U.S. Department of State Country Report on Human Rights Practices 1997 - St Lucia
|Publisher||United States Department of State|
|Publication Date||30 January 1998|
|Cite as||United States Department of State, U.S. Department of State Country Report on Human Rights Practices 1997 - St Lucia, 30 January 1998, available at: http://www.refworld.org/docid/3ae6aa1c18.html [accessed 27 March 2015]|
|Disclaimer||This is not a UNHCR publication. UNHCR is not responsible for, nor does it necessarily endorse, its content. Any views expressed are solely those of the author or publisher and do not necessarily reflect those of UNHCR, the United Nations or its Member States.|
Released by the Bureau of Democracy, Human Rights, and Labor, January 30, 1998.

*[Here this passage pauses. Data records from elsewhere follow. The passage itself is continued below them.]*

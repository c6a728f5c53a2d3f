//! `Host` repository and the race-safe host upsert — the hardest
//! contract in the gateway: a scan-originated write must never clobber
//! the discovery-origin fields an independent discovery pipeline owns.

use crate::gateway::PersistenceGateway;
use chrono::{DateTime, Utc};
use scanorama_core::{Error, Host, HostStatus, Result};
use sqlx::error::DatabaseError;
use sqlx::Row;
use std::net::IpAddr;
use std::str::FromStr;
use std::time::Duration;
use tracing::{debug, warn};
use uuid::Uuid;

/// Bounded retry for the host upsert: absorbs brief read-write skew
/// between the discovery and scan pipelines on eventually-consistent
/// setups.
const UPSERT_ATTEMPTS: u32 = 3;
const UPSERT_RETRY_DELAY: Duration = Duration::from_millis(100);

impl PersistenceGateway {
    pub async fn get_host_by_ip(&self, ip: IpAddr) -> Result<Option<Host>> {
        let row = sqlx::query(
            "SELECT id, ip, status, discovery_method, discovery_response_time_ms, \
             discovery_count, first_seen, last_seen, os_name, os_confidence, ignore_scanning \
             FROM hosts WHERE ip = ?",
        )
        .bind(ip.to_string())
        .fetch_optional(&self.pool)
        .await?;

        row.as_ref().map(row_to_host).transpose()
    }

    pub async fn get_host_by_id(&self, id: Uuid) -> Result<Option<Host>> {
        let row = sqlx::query(
            "SELECT id, ip, status, discovery_method, discovery_response_time_ms, \
             discovery_count, first_seen, last_seen, os_name, os_confidence, ignore_scanning \
             FROM hosts WHERE id = ?",
        )
        .bind(id.to_string())
        .fetch_optional(&self.pool)
        .await?;

        row.as_ref().map(row_to_host).transpose()
    }

    /// `CreateOrUpdateHost`: the race-safe host upsert.
    ///
    /// 1. In a short read transaction, select the host by IP.
    /// 2. If found: commit, update only `status`/`last_seen`, return it.
    /// 3. If not found: roll back the read, then attempt an insert.
    ///    A unique-violation on that insert means the discovery pipeline
    ///    won the race between our read and our write; re-read and
    ///    retry rather than error.
    /// 4. The whole dance is retried up to [`UPSERT_ATTEMPTS`] times,
    ///    spaced by [`UPSERT_RETRY_DELAY`].
    pub async fn create_or_update_host(
        &self,
        ip: IpAddr,
        status: HostStatus,
        seen_at: DateTime<Utc>,
    ) -> Result<Host> {
        for attempt in 1..=UPSERT_ATTEMPTS {
            let mut tx = self.pool.begin().await?;
            let existing = sqlx::query(
                "SELECT id, ip, status, discovery_method, discovery_response_time_ms, \
                 discovery_count, first_seen, last_seen, os_name, os_confidence, ignore_scanning \
                 FROM hosts WHERE ip = ?",
            )
            .bind(ip.to_string())
            .fetch_optional(&mut *tx)
            .await?;

            if let Some(row) = existing {
                tx.commit().await?;
                let mut host = row_to_host(&row)?;
                host.apply_scan_update(status, seen_at);
                sqlx::query("UPDATE hosts SET status = ?, last_seen = ? WHERE id = ?")
                    .bind(status.to_string())
                    .bind(seen_at.to_rfc3339())
                    .bind(host.id.to_string())
                    .execute(&self.pool)
                    .await?;
                return Ok(host);
            }
            tx.rollback().await?;

            let new_host = Host::new_from_scan(ip, status, seen_at);
            let insert = sqlx::query(
                "INSERT INTO hosts \
                 (id, ip, status, discovery_method, discovery_response_time_ms, discovery_count, \
                  first_seen, last_seen, os_name, os_confidence, ignore_scanning) \
                 VALUES (?, ?, ?, NULL, NULL, 0, ?, ?, NULL, NULL, 0)",
            )
            .bind(new_host.id.to_string())
            .bind(ip.to_string())
            .bind(status.to_string())
            .bind(seen_at.to_rfc3339())
            .bind(seen_at.to_rfc3339())
            .execute(&self.pool)
            .await;

            match insert {
                Ok(_) => return Ok(new_host),
                Err(sqlx::Error::Database(ref db_err)) if db_err.is_unique_violation() => {
                    warn!(
                        %ip,
                        attempt,
                        "host upsert raced with a concurrent insert, retrying"
                    );
                    tokio::time::sleep(UPSERT_RETRY_DELAY).await;
                    continue;
                }
                Err(e) => return Err(e.into()),
            }
        }

        Err(Error::DatabaseQuery(format!(
            "host upsert for {ip} did not converge after {UPSERT_ATTEMPTS} attempts"
        )))
    }

    /// Insert a host row the way the discovery subsystem would:
    /// populating the discovery-origin fields the scan path must never
    /// touch. Exists so the race-safe upsert's concurrent-write behavior
    /// is exercisable from outside this crate without reaching into
    /// private pool internals.
    pub async fn create_discovered_host(
        &self,
        ip: IpAddr,
        discovery_method: &str,
        discovery_response_time_ms: i64,
        seen_at: DateTime<Utc>,
    ) -> Result<Host> {
        let host = Host {
            id: Uuid::new_v4(),
            ip,
            status: HostStatus::Up,
            discovery_method: Some(discovery_method.to_string()),
            discovery_response_time_ms: Some(discovery_response_time_ms),
            discovery_count: 1,
            first_seen: seen_at,
            last_seen: seen_at,
            os_name: None,
            os_confidence: None,
            ignore_scanning: false,
        };
        sqlx::query(
            "INSERT INTO hosts \
             (id, ip, status, discovery_method, discovery_response_time_ms, discovery_count, \
              first_seen, last_seen, os_name, os_confidence, ignore_scanning) \
             VALUES (?, ?, ?, ?, ?, ?, ?, ?, NULL, NULL, 0)",
        )
        .bind(host.id.to_string())
        .bind(ip.to_string())
        .bind(host.status.to_string())
        .bind(&host.discovery_method)
        .bind(host.discovery_response_time_ms)
        .bind(host.discovery_count)
        .bind(seen_at.to_rfc3339())
        .bind(seen_at.to_rfc3339())
        .execute(&self.pool)
        .await?;
        Ok(host)
    }

    /// Verify the host row exists by id before the Result Sink emits any
    /// `PortScan` rows for it.
    pub async fn verify_host_exists(&self, host_id: Uuid) -> Result<bool> {
        let row = sqlx::query("SELECT 1 FROM hosts WHERE id = ?")
            .bind(host_id.to_string())
            .fetch_optional(&self.pool)
            .await?;
        debug!(%host_id, found = row.is_some(), "host verification");
        Ok(row.is_some())
    }
}

fn row_to_host(row: &sqlx::sqlite::SqliteRow) -> Result<Host> {
    let id: String = row.get("id");
    let ip: String = row.get("ip");
    let status: String = row.get("status");
    let first_seen: String = row.get("first_seen");
    let last_seen: String = row.get("last_seen");

    Ok(Host {
        id: Uuid::from_str(&id).map_err(|e| Error::Parse(format!("bad host id: {e}")))?,
        ip: IpAddr::from_str(&ip)?,
        status: parse_host_status(&status)?,
        discovery_method: row.get("discovery_method"),
        discovery_response_time_ms: row.get("discovery_response_time_ms"),
        discovery_count: row.get("discovery_count"),
        first_seen: parse_rfc3339(&first_seen)?,
        last_seen: parse_rfc3339(&last_seen)?,
        os_name: row.get("os_name"),
        os_confidence: row.get("os_confidence"),
        ignore_scanning: row.get("ignore_scanning"),
    })
}

fn parse_rfc3339(s: &str) -> Result<DateTime<Utc>> {
    DateTime::parse_from_rfc3339(s)
        .map(|dt| dt.with_timezone(&Utc))
        .map_err(|e| Error::Parse(format!("bad timestamp: {e}")))
}

fn parse_host_status(s: &str) -> Result<HostStatus> {
    match s {
        "up" => Ok(HostStatus::Up),
        "down" => Ok(HostStatus::Down),
        "filtered" => Ok(HostStatus::Filtered),
        other => Err(Error::Parse(format!("unknown host status: {other}"))),
    }
}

SAINT LUCIASt. Lucia is a multiparty, parliamentary democracy and a member of the Commonwealth of Nations. The Government comprises a prime minister, a cabinet, and a bicameral legislative assembly. A Governor General, appointed by the British monarch, is the titular head of state, with largely ceremonial powers. In general elections in May, the St. Lucia Labour Party (SLP) defeated the incumbent United Workers Party (UWP), gaining 16 of 17 seats in the House of Assembly. Dr. Kenny Anthony of the SLP assumed the prime ministership from the UWP's Dr. Vaughan Lewis, who had taken over from long-serving UWP Prime Minister John Compton in March 1996. The judiciary is independent. The Royal Saint Lucia Police is the only security force and includes a small unit called the Special Services Unit (which has some paramilitary training) and a coast guard unit. Although the police have traditionally demonstrated a high degree of respect for human rights, there were allegations of abuse by police and prison officials. The economy is based on tourism and on the export of bananas, which represent the principal sources of foreign exchange earnings. Saint Lucia is diversifying its economy into other types of agriculture, light manufacturing, and construction. Unemployment, estimated at 20 percent, remains a source of potential instability. The authorities generally respected human rights. Government criticism of the media and pressure on antigovernment radio stations under the UWP, occasional credible allegations of physical abuse of suspects or prisoners, very poor prison conditions, domestic violence against women, and child abuse represented the major problems.